Work request: Which of the lines below contain the string "await"? Pull each one out of the data.

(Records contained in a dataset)
Segment Open

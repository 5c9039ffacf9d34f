//! Call sources: where per-queue call messages come from.
//!
//! The reconciler only needs `subscribe(queue) -> Subscription` and a
//! liveness flag. Transport, authentication and reconnection stay inside the
//! source implementation:
//! - `BusSource`: in-process `EventBus` topics
//! - `StompSource`: STOMP 1.2 over WebSocket against the Q-Manager broker

pub mod bus;
pub mod frame;
pub mod stomp;

pub use bus::{queue_topic, BusSource, CALL_EVENT};
pub use frame::Frame;
pub use stomp::{HeartBeat, StompSource, StompSourceConfig};

use crate::event::Event;
use crate::Result;
use async_trait::async_trait;
use tokio::sync::{mpsc, watch};

#[async_trait]
pub trait CallSource: Send + Sync {
    /// Starts delivering the queue's messages. Dropping the returned
    /// subscription unsubscribes.
    async fn subscribe(&self, queue_id: &str) -> Result<Subscription>;

    fn is_connected(&self) -> bool;

    /// Receiver that observes connectivity changes
    fn watch_connected(&self) -> watch::Receiver<bool>;
}

type UnsubscribeFn = Box<dyn FnOnce() + Send>;

/// Live subscription to one queue channel
pub struct Subscription {
    queue_id: String,
    receiver: mpsc::Receiver<Event>,
    unsubscribe: Option<UnsubscribeFn>,
}

impl Subscription {
    pub fn new(
        queue_id: impl Into<String>,
        receiver: mpsc::Receiver<Event>,
        unsubscribe: impl FnOnce() + Send + 'static,
    ) -> Self {
        Self {
            queue_id: queue_id.into(),
            receiver,
            unsubscribe: Some(Box::new(unsubscribe)),
        }
    }

    pub fn queue_id(&self) -> &str {
        &self.queue_id
    }

    /// Next message; `None` once the source closed the channel
    pub async fn recv(&mut self) -> Option<Event> {
        self.receiver.recv().await
    }

    pub fn unsubscribe(mut self) {
        if let Some(f) = self.unsubscribe.take() {
            f();
        }
    }
}

impl Drop for Subscription {
    fn drop(&mut self) {
        if let Some(f) = self.unsubscribe.take() {
            f();
        }
    }
}
// Panel audio capabilities

// Shared audio utilities
pub(crate) mod utils;

pub mod tts;

pub use tts::{CommandSpeaker, TtsEngine, TtsSpeakerConfig};
#[async_trait]
impl CallSource for StompSource {
    async fn subscribe(&self, queue_id: &str) -> Result<Subscription> {
        let id = format!("sub-{}", self.next_id.fetch_add(1, Ordering::Relaxed));
        let destination = self.config.destination_for(queue_id);
        let (sender, receiver) = mpsc::channel(256);

        self.commands
            .send(Command::Subscribe {
                id: id.clone(),
                queue_id: queue_id.to_string(),
                destination,
                sender,
            })
            .map_err(|_| PanelError::SourceError("STOMP driver is not running".into()))?;

        let commands = self.commands.clone();
        Ok(Subscription::new(queue_id, receiver, move || {
            let _ = commands.send(Command::Unsubscribe { id });
        }))
    }

    fn is_connected(&self) -> bool {
        *self.connected.borrow()
    }

    fn watch_connected(&self) -> watch::Receiver<bool> {
        self.connected.clone()
    }
}

async fn drive(
    config: StompSourceConfig,
    url: Url,
    mut commands: mpsc::UnboundedReceiver<Command>,
    connected: watch::Sender<bool>,
) {
    let mut subs: HashMap<String, LiveSubscription> = HashMap::new();
    let mut failures: u32 = 0;

    loop {
        match open_session(&config, &url).await {
            Ok((socket, heart_beat)) => {
                failures = 0;
                connected.send_replace(true);
                info!(target: "stomp", url = %url, subscriptions = subs.len(), "Connected to broker");

                let end = run_session(socket, heart_beat, &mut subs, &mut commands).await;
                connected.send_replace(false);
                if let SessionEnd::Shutdown = end {
                    info!(target: "stomp", "STOMP source stopped");
                    return;
                }
                warn!(target: "stomp", "Connection to broker lost");
            }
            Err(e) => {
                warn!(target: "stomp", error = %e, attempt = failures + 1, "Broker connection failed");
            }
        }

        // Keep bookkeeping subscriptions while waiting to reconnect
        let wait = config.backoff(failures);
        failures = failures.saturating_add(1);
        debug!(target: "stomp", wait_ms = wait.as_millis() as u64, "Reconnecting after backoff");
        let deadline = tokio::time::sleep(wait);
        tokio::pin!(deadline);
        loop {
            tokio::select! {
                _ = &mut deadline => break,
                cmd = commands.recv() => match cmd {
                    None | Some(Command::Shutdown) => return,
                    Some(cmd) => {
                        apply_offline(&mut subs, cmd);
                    }
                },
            }
        }
    }
}

fn apply_offline(subs: &mut HashMap<String, LiveSubscription>, cmd: Command) {
    match cmd {
        Command::Subscribe {
            id,
            queue_id,
            destination,
            sender,
        } => {
            subs.insert(
                id,
                LiveSubscription {
                    queue_id,
                    destination,
                    sender,
                },
            );
        }
        Command::Unsubscribe { id } => {
            subs.remove(&id);
        }
        Command::Shutdown => {}
    }
}

async fn open_session(config: &StompSourceConfig, url: &Url) -> Result<(Socket, HeartBeat)> {
    let connect_timeout = Duration::from_millis(config.connect_timeout_ms);
    let (mut socket, _response) = timeout(connect_timeout, connect_async(url.as_str()))
        .await
        .map_err(|_| PanelError::TransportError("WebSocket connect timed out".into()))?
        .map_err(|e| PanelError::TransportError(e.to_string()))?;

    socket
        .send(to_message(&config.connect_frame(url)))
        .await
        .map_err(|e| PanelError::TransportError(e.to_string()))?;

    let deadline = Instant::now() + connect_timeout;
    loop {
        let next = tokio::time::timeout_at(deadline, socket.next())
            .await
            .map_err(|_| PanelError::TransportError("no CONNECTED frame".into()))?;
        let data = match next {
            Some(Ok(Message::Text(text))) => text.as_str().as_bytes().to_vec(),
            Some(Ok(Message::Binary(bin))) => bin.to_vec(),
            Some(Ok(_)) => continue,
            Some(Err(e)) => return Err(PanelError::TransportError(e.to_string())),
            None => return Err(PanelError::TransportError("socket closed during CONNECT".into())),
        };
        for frame in Frame::decode_all(&data)? {
            match frame.command.as_str() {
                "CONNECTED" => {
                    let heart_beat = HeartBeat::negotiate(config.heartbeat_ms, frame.get("heart-beat"));
                    debug!(target: "stomp", version = ?frame.get("version"), ?heart_beat, "STOMP session established");
                    return Ok((socket, heart_beat));
                }
                "ERROR" => {
                    return Err(PanelError::SourceError(format!(
                        "broker refused CONNECT: {}",
                        frame.get("message").unwrap_or("no message")
                    )));
                }
                other => debug!(target: "stomp", command = other, "Ignoring frame before CONNECTED"),
            }
        }
    }
}

async fn run_session(
    socket: Socket,
    heart_beat: HeartBeat,
    subs: &mut HashMap<String, LiveSubscription>,
    commands: &mut mpsc::UnboundedReceiver<Command>,
) -> SessionEnd {
    let (mut sink, mut stream) = socket.split();

    for (id, sub) in subs.iter() {
        if let Err(e) = sink.send(to_message(&subscribe_frame(id, &sub.destination))).await {
            warn!(target: "stomp", error = %e, "Failed to replay SUBSCRIBE");
            return SessionEnd::Lost;
        }
        debug!(target: "stomp", subscription = %id, queue = %sub.queue_id, destination = %sub.destination, "Subscribed");
    }

    let mut send_beat = heart_beat.outgoing.map(tokio::time::interval);
    let mut check_beat = heart_beat.incoming.map(tokio::time::interval);
    let silence_limit = heart_beat.incoming.map(|d| d.saturating_mul(3));
    let mut last_seen = Instant::now();

    loop {
        tokio::select! {
            incoming = stream.next() => {
                last_seen = Instant::now();
                let data = match incoming {
                    Some(Ok(Message::Text(text))) => text.as_str().as_bytes().to_vec(),
                    Some(Ok(Message::Binary(bin))) => bin.to_vec(),
                    Some(Ok(Message::Close(_))) | None => return SessionEnd::Lost,
                    Some(Ok(_)) => continue,
                    Some(Err(e)) => {
                        warn!(target: "stomp", error = %e, "WebSocket error");
                        return SessionEnd::Lost;
                    }
                };
                let frames = match Frame::decode_all(&data) {
                    Ok(frames) => frames,
                    Err(e) => {
                        warn!(target: "stomp", error = %e, "Dropping undecodable frame");
                        continue;
                    }
                };
                for frame in frames {
                    if !dispatch(frame, subs) {
                        return SessionEnd::Lost;
                    }
                }
            }
            cmd = commands.recv() => {
                let frame = match cmd {
                    None | Some(Command::Shutdown) => {
                        let _ = sink.send(to_message(&Frame::new("DISCONNECT"))).await;
                        let _ = sink.close().await;
                        return SessionEnd::Shutdown;
                    }
                    Some(Command::Subscribe { id, queue_id, destination, sender }) => {
                        let frame = subscribe_frame(&id, &destination);
                        debug!(target: "stomp", subscription = %id, queue = %queue_id, destination = %destination, "Subscribed");
                        subs.insert(id, LiveSubscription { queue_id, destination, sender });
                        frame
                    }
                    Some(Command::Unsubscribe { id }) => {
                        if subs.remove(&id).is_none() {
                            continue;
                        }
                        debug!(target: "stomp", subscription = %id, "Unsubscribed");
                        Frame::new("UNSUBSCRIBE").header("id", id)
                    }
                };
                if let Err(e) = sink.send(to_message(&frame)).await {
                    warn!(target: "stomp", error = %e, "Failed to send frame");
                    return SessionEnd::Lost;
                }
            }
            _ = tick(&mut send_beat) => {
                if sink.send(Message::Text("\n".to_string().into())).await.is_err() {
                    return SessionEnd::Lost;
                }
            }
            _ = tick(&mut check_beat) => {
                if silence_limit.is_some_and(|limit| last_seen.elapsed() > limit) {
                    warn!(target: "stomp", silent_ms = last_seen.elapsed().as_millis() as u64, "Broker went silent");
                    return SessionEnd::Lost;
                }
            }
        }
    }
}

Segment Closed

Solution to this exercise:
        self.receiver.recv().await
        match open_session(&config, &url).await {
                let end = run_session(socket, heart_beat, &mut subs, &mut commands).await;
        .await
        .await
            .await
        if let Err(e) = sink.send(to_message(&subscribe_frame(id, &sub.destination))).await {
                        let _ = sink.send(to_message(&Frame::new("DISCONNECT"))).await;
                        let _ = sink.close().await;
                if let Err(e) = sink.send(to_message(&frame)).await {
                if sink.send(Message::Text("\n".to_string().into())).await.is_err() {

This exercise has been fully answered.